Faceva caldo quella mattina e degli uccelli, innervosendomi, facevano capolino sul davanzale della finestra aperta a curiosare. Era tutto ciò che potevo cogliere con lo sguardo sollevando il muso.
Trascorsi le ore nel tentativo di risalire e uscire da quella specie di trappola smaltata di bianco. Miagolavo con la speranza che qualcuno mi sentisse e venisse in mio soccorso, ma la situazione sembrava senza via di uscita.

Poi, all’improvviso, quando la mia sfiducia era giunta quasi al culmine, la porta si spalancò. Entrò una ragazza. Si abbassò per afferrarmi e mentre lo fece le sfiorai con le zampe i capelli sottili e lunghi. Aveva uno strano e buon odore. Questa sciocca però mi prese nel modo sbagliato e invece di afferrarmi per la collottola, come aveva sempre fatto mia madre, mi strinse le costole.

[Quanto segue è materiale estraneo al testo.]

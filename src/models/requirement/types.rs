use serde::{Deserialize, Serialize};

use super::kind::RequirementKind;

/// A material, equipment or labor line of a package's requirement
/// identification.
#[derive(Debug, Clone, Serialize)]
pub struct RequirementItem {
    pub id: i64,
    #[serde(rename = "identifikasi_kebutuhan_id")]
    pub planning_id: i64,
    #[serde(rename = "jenis")]
    pub kind: RequirementKind,
    #[serde(rename = "nama")]
    pub name: String,
    #[serde(rename = "satuan")]
    pub unit: Option<String>,
    #[serde(rename = "spesifikasi")]
    pub specification: Option<String>,
    #[serde(rename = "ukuran")]
    pub dimension: Option<String>,
    #[serde(rename = "kodefikasi")]
    pub code: Option<String>,
    #[serde(rename = "kelompok")]
    pub item_group: Option<String>,
    #[serde(rename = "jumlah_kebutuhan")]
    pub quantity: Option<f64>,
    #[serde(rename = "merk")]
    pub brand: Option<String>,
    #[serde(rename = "provincies_id")]
    pub province_id: Option<i64>,
    #[serde(rename = "cities_id")]
    pub city_id: Option<i64>,
}

/// Create (no id) or update (id) a requirement item.
#[derive(Debug, Clone, Default, Deserialize)]
pub struct RequirementItemForm {
    #[serde(default)]
    pub id: Option<i64>,
    #[serde(default, alias = "nama_material", alias = "nama_peralatan", alias = "jenis_tenaga_kerja")]
    pub name: String,
    #[serde(default, alias = "satuan")]
    pub unit: Option<String>,
    #[serde(default, alias = "spesifikasi")]
    pub specification: Option<String>,
    #[serde(default, alias = "ukuran", alias = "kapasitas")]
    pub dimension: Option<String>,
    #[serde(default, alias = "kodefikasi")]
    pub code: Option<String>,
    #[serde(default, alias = "kelompok_material", alias = "kelompok_peralatan")]
    pub item_group: Option<String>,
    #[serde(default, alias = "jumlah_kebutuhan")]
    pub quantity: Option<f64>,
    #[serde(default, alias = "merk")]
    pub brand: Option<String>,
    #[serde(default, alias = "provincies_id")]
    pub province_id: Option<i64>,
    #[serde(default, alias = "cities_id")]
    pub city_id: Option<i64>,
}

/// Field-collected pricing for one requirement item.
#[derive(Debug, Clone, Default, PartialEq, Serialize, Deserialize, sqlx::FromRow)]
pub struct SurveyDetail {
    #[serde(default, rename = "satuan_setempat")]
    pub local_unit: Option<String>,
    #[serde(default, rename = "satuan_setempat_panjang")]
    pub local_unit_length: Option<f64>,
    #[serde(default, rename = "satuan_setempat_lebar")]
    pub local_unit_width: Option<f64>,
    #[serde(default, rename = "satuan_setempat_tinggi")]
    pub local_unit_height: Option<f64>,
    #[serde(default, rename = "konversi_satuan_setempat")]
    pub local_unit_conversion: Option<String>,
    #[serde(default, rename = "harga_satuan_setempat", alias = "harga_per_satuan_setempat")]
    pub local_unit_price: Option<f64>,
    #[serde(default, rename = "harga_konversi_satuan_setempat")]
    pub converted_price: Option<f64>,
    #[serde(default, rename = "harga_khusus")]
    pub special_price: Option<f64>,
    #[serde(default, rename = "harga_sewa_satuan_setempat")]
    pub rental_price: Option<f64>,
    #[serde(default, rename = "harga_sewa_konversi")]
    pub rental_conversion_price: Option<f64>,
    #[serde(default, rename = "harga_pokok")]
    pub base_price: Option<f64>,
    #[serde(default, rename = "harga_konversi_perjam")]
    pub hourly_conversion_price: Option<f64>,
    #[serde(default, rename = "keterangan")]
    pub notes: Option<String>,
}

/// Survey input for one item, keyed by the requirement item id.
#[derive(Debug, Clone, Deserialize)]
pub struct SurveyDetailInput {
    pub id: i64,
    #[serde(flatten)]
    pub detail: SurveyDetail,
}

/// An item with its survey detail inlined when one has been recorded.
#[derive(Debug, Clone, Serialize)]
pub struct RequirementWithSurvey {
    #[serde(flatten)]
    pub item: RequirementItem,
    #[serde(flatten)]
    pub survey: Option<SurveyDetail>,
}
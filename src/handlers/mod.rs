pub mod audit_handlers;
pub mod identity_handlers;
pub mod personnel_handlers;
pub mod planning_handlers;
pub mod requirement_handlers;
pub mod shortlist_handlers;
pub mod survey_handlers;
pub mod vendor_handlers;

use actix_web::{
    Error, HttpResponse,
    body::MessageBody,
    dev::{ServiceRequest, ServiceResponse},
    http::Method,
    middleware::{Next, from_fn},
    web,
};

use crate::responses::ApiResponse;

/// Rejects POST/PUT/DELETE requests whose Content-Type is not
/// application/json. GET requests pass through.
async fn require_json_content_type(
    req: ServiceRequest,
    next: Next<impl MessageBody + 'static>,
) -> Result<ServiceResponse<impl MessageBody>, Error> {
    let method = req.method().clone();

    if method == Method::POST || method == Method::PUT || method == Method::DELETE {
        let content_type = req
            .headers()
            .get("content-type")
            .and_then(|v| v.to_str().ok())
            .unwrap_or("");

        if !content_type.starts_with("application/json") {
            let response = HttpResponse::BadRequest().json(ApiResponse::error(
                "Content-Type must be application/json for mutation requests",
            ));
            return Ok(req.into_response(response).map_into_right_body());
        }
    }

    next.call(req).await.map(|res| res.map_into_left_body())
}

/// Register every `/api` route.
pub fn configure(cfg: &mut web::ServiceConfig) {
    cfg.service(
        web::scope("/api/identity")
            .wrap(from_fn(require_json_content_type))
            .route("/sync", web::post().to(identity_handlers::sync))
            .route("/sync/batch", web::post().to(identity_handlers::sync_batch))
            .route("/register", web::post().to(identity_handlers::register))
            .route("/role", web::post().to(identity_handlers::update_role))
            .route("/roles", web::get().to(identity_handlers::list_roles))
            .route("/pending", web::get().to(identity_handlers::list_pending))
            .route("/external/{external_id}", web::get().to(identity_handlers::read_external))
            .route("/{id}", web::get().to(identity_handlers::read)),
    );
    cfg.service(
        web::scope("/api/personnel")
            .wrap(from_fn(require_json_content_type))
            .route("/assign", web::post().to(personnel_handlers::assign))
            .route("/technical-team", web::get().to(personnel_handlers::list_teams))
            .route("/technical-team", web::post().to(personnel_handlers::create_team))
            .route("/technical-team/attach", web::post().to(personnel_handlers::attach_team))
            .route("/guests", web::get().to(personnel_handlers::list_guests))
            .route("/{role}/assignable", web::get().to(personnel_handlers::list_assignable))
            .route("/{role}/status", web::get().to(personnel_handlers::list_status))
            .route("/{role}/roster", web::get().to(personnel_handlers::list_roster)),
    );
    cfg.service(
        web::scope("/api/planning")
            .wrap(from_fn(require_json_content_type))
            .route("", web::get().to(planning_handlers::list))
            .route("/general-info", web::post().to(planning_handlers::save_general_info))
            .route("/status", web::post().to(planning_handlers::change_status))
            .route("/{id}", web::get().to(planning_handlers::read)),
    );
    cfg.service(
        web::scope("/api/requirements")
            .wrap(from_fn(require_json_content_type))
            .route("/{planning_id}", web::get().to(requirement_handlers::list_all))
            .route("/{planning_id}/{kind}", web::get().to(requirement_handlers::list_kind))
            .route("/{planning_id}/{kind}", web::post().to(requirement_handlers::store)),
    );
    cfg.service(
        web::scope("/api/vendors")
            .wrap(from_fn(require_json_content_type))
            .route("", web::get().to(vendor_handlers::list))
            .route("", web::post().to(vendor_handlers::create))
            .route("/{id}", web::get().to(vendor_handlers::read)),
    );
    cfg.service(
        web::scope("/api/shortlist")
            .wrap(from_fn(require_json_content_type))
            .route("", web::post().to(shortlist_handlers::store))
            .route("/selection", web::post().to(shortlist_handlers::save_selection))
            .route(
                "/selection/{planning_id}/{vendor_id}",
                web::get().to(shortlist_handlers::read_selection),
            )
            .route("/questionnaire-url", web::post().to(shortlist_handlers::save_questionnaire_url))
            .route(
                "/questionnaire-url/{planning_id}/{vendor_id}",
                web::get().to(shortlist_handlers::read_questionnaire_url),
            )
            .route("/suggest/{planning_id}", web::get().to(shortlist_handlers::suggest))
            .route("/planning/{planning_id}", web::get().to(shortlist_handlers::list))
            .route("/{id}/identify/{planning_id}", web::get().to(shortlist_handlers::identify))
            .route("/{id}/link", web::post().to(shortlist_handlers::generate_link)),
    );
    cfg.service(
        web::scope("/api/survey")
            .wrap(from_fn(require_json_content_type))
            .route("/entry", web::post().to(survey_handlers::save_entry))
            .route("/entry/{id}", web::get().to(survey_handlers::entry))
            .route("/remarks", web::post().to(survey_handlers::save_remarks))
            .route("/remarks/{planning_id}", web::get().to(survey_handlers::remarks))
            .route("/verification", web::post().to(survey_handlers::submit_verification))
            .route(
                "/checks/{vendor_id}/{planning_id}",
                web::get().to(survey_handlers::checks),
            ),
    );
    cfg.route("/api/audit", web::get().to(audit_handlers::list));
    cfg.service(
        web::scope("/api/survey-kuisioner")
            .route("/get-data-survey", web::get().to(survey_handlers::entry_by_token)),
    );
}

Solo in seguito capii che non desiderava farmi del male, ma di primo acchito, d’istinto, le soffiai addosso e cercai di graffiarla.

«Sei un leone» disse. Era molto graziosa, per essere una donna. Aveva i lineamenti del viso sottili e delicati. Indossava dei jeans e una maglietta bianca con un cuore disegnato sopra che pareva vero.
Mi guardò con curiosità, sollevandomi con la mano destra verso l’alto, fissandomi a lungo. Poi rise come una bambina.  Era Lisa e mi sarebbe rimasta accanto per il resto della vita."